# RECORDED DATA
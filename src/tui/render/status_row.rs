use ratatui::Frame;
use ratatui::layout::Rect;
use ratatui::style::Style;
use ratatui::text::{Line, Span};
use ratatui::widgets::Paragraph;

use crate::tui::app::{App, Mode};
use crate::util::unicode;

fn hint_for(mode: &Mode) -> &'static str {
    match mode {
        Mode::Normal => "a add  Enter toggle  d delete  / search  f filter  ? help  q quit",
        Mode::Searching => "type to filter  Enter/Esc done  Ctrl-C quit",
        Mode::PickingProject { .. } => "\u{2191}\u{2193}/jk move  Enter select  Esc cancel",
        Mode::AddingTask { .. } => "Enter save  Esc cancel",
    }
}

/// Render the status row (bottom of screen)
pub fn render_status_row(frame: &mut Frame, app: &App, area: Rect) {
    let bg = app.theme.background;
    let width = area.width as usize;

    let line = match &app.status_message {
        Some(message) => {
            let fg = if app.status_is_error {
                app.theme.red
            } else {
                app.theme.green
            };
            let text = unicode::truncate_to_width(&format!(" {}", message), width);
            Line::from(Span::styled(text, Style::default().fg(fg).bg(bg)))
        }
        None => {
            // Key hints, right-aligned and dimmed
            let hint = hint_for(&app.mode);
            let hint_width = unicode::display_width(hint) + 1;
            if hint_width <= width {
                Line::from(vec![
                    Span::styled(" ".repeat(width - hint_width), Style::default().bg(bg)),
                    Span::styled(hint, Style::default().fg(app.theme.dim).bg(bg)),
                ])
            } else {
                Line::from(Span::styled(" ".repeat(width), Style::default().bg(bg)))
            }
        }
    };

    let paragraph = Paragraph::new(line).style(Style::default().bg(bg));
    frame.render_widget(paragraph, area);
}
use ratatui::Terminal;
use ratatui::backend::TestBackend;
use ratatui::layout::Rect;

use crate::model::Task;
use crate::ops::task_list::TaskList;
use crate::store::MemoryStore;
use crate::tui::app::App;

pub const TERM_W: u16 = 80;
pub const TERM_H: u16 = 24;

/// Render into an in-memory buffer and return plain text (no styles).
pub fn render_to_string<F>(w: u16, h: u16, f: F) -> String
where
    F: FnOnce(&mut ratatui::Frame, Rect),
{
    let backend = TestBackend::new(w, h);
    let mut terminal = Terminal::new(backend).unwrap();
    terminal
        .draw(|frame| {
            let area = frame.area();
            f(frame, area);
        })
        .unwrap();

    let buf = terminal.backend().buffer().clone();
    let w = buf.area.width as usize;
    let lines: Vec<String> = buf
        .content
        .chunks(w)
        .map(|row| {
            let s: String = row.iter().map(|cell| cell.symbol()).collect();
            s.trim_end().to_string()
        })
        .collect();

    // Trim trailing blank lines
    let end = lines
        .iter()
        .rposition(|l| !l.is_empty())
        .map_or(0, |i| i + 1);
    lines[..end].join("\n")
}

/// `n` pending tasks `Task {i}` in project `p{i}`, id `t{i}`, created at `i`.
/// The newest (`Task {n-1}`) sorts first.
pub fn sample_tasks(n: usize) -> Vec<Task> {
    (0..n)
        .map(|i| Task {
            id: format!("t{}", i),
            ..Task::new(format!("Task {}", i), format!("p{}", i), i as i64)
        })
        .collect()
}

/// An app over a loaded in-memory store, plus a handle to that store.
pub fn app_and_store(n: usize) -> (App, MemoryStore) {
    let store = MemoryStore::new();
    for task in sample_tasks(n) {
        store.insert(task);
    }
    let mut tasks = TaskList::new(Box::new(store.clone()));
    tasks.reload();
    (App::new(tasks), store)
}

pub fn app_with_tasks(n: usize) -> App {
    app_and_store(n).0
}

...

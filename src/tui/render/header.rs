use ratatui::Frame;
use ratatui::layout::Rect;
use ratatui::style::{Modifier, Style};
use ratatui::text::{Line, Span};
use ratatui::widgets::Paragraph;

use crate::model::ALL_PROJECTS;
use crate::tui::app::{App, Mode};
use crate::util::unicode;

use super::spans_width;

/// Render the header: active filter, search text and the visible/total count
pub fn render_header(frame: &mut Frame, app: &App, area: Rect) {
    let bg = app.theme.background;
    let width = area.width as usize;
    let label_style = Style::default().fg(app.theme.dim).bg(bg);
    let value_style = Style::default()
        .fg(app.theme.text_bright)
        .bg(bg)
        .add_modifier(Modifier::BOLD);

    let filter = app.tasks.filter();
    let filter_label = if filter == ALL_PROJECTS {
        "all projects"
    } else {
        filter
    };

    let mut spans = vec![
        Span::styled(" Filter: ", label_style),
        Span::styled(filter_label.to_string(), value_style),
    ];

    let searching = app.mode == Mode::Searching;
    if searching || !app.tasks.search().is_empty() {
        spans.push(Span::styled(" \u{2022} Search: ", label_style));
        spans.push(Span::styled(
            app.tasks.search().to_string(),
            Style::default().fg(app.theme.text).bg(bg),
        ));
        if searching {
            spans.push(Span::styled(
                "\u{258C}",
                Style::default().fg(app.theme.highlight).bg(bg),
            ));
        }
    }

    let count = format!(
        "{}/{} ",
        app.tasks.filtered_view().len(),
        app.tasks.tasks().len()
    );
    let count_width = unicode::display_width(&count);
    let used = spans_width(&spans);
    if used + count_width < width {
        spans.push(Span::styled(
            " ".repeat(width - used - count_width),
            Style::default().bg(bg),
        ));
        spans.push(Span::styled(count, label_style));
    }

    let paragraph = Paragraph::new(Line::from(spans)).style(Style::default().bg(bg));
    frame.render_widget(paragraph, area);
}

...

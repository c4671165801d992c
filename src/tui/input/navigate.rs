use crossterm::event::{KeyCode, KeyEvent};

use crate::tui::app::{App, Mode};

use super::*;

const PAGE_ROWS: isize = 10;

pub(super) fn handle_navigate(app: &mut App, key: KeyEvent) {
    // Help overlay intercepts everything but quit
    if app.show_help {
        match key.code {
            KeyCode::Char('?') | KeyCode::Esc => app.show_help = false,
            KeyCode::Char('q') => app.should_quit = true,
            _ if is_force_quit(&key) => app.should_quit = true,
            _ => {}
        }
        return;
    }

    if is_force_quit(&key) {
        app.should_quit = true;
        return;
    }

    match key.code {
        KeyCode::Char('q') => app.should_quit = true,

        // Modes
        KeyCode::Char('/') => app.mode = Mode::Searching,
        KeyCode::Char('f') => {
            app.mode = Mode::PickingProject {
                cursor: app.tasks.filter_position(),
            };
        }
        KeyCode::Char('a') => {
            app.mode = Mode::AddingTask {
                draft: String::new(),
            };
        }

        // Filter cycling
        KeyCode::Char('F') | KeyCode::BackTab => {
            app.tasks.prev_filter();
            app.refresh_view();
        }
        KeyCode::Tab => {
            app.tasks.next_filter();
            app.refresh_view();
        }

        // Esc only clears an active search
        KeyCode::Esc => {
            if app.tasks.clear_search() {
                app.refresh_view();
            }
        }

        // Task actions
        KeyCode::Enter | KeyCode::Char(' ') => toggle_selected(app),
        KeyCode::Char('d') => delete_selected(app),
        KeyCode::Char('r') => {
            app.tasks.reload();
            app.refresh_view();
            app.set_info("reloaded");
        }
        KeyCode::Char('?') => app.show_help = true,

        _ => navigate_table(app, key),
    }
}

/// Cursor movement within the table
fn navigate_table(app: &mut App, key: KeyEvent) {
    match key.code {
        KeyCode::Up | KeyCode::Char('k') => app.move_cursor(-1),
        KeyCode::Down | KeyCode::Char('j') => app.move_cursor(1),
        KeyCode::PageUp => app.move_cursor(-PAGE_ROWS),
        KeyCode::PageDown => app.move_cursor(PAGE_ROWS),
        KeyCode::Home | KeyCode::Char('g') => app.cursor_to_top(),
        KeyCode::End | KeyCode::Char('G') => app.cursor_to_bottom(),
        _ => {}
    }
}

# EXERCISE INSTRUCTIONS
Starting with the line with "trailing blank lines" above and going on through the line with "to that store.", transcribe every line exactly, both ends included, and add nothing.

# RESULT
    // Trim trailing blank lines
    let end = lines
        .iter()
        .rposition(|l| !l.is_empty())
        .map_or(0, |i| i + 1);
    lines[..end].join("\n")
}

/// `n` pending tasks `Task {i}` in project `p{i}`, id `t{i}`, created at `i`.
/// The newest (`Task {n-1}`) sorts first.
pub fn sample_tasks(n: usize) -> Vec<Task> {
    (0..n)
        .map(|i| Task {
            id: format!("t{}", i),
            ..Task::new(format!("Task {}", i), format!("p{}", i), i as i64)
        })
        .collect()
}

/// An app over a loaded in-memory store, plus a handle to that store.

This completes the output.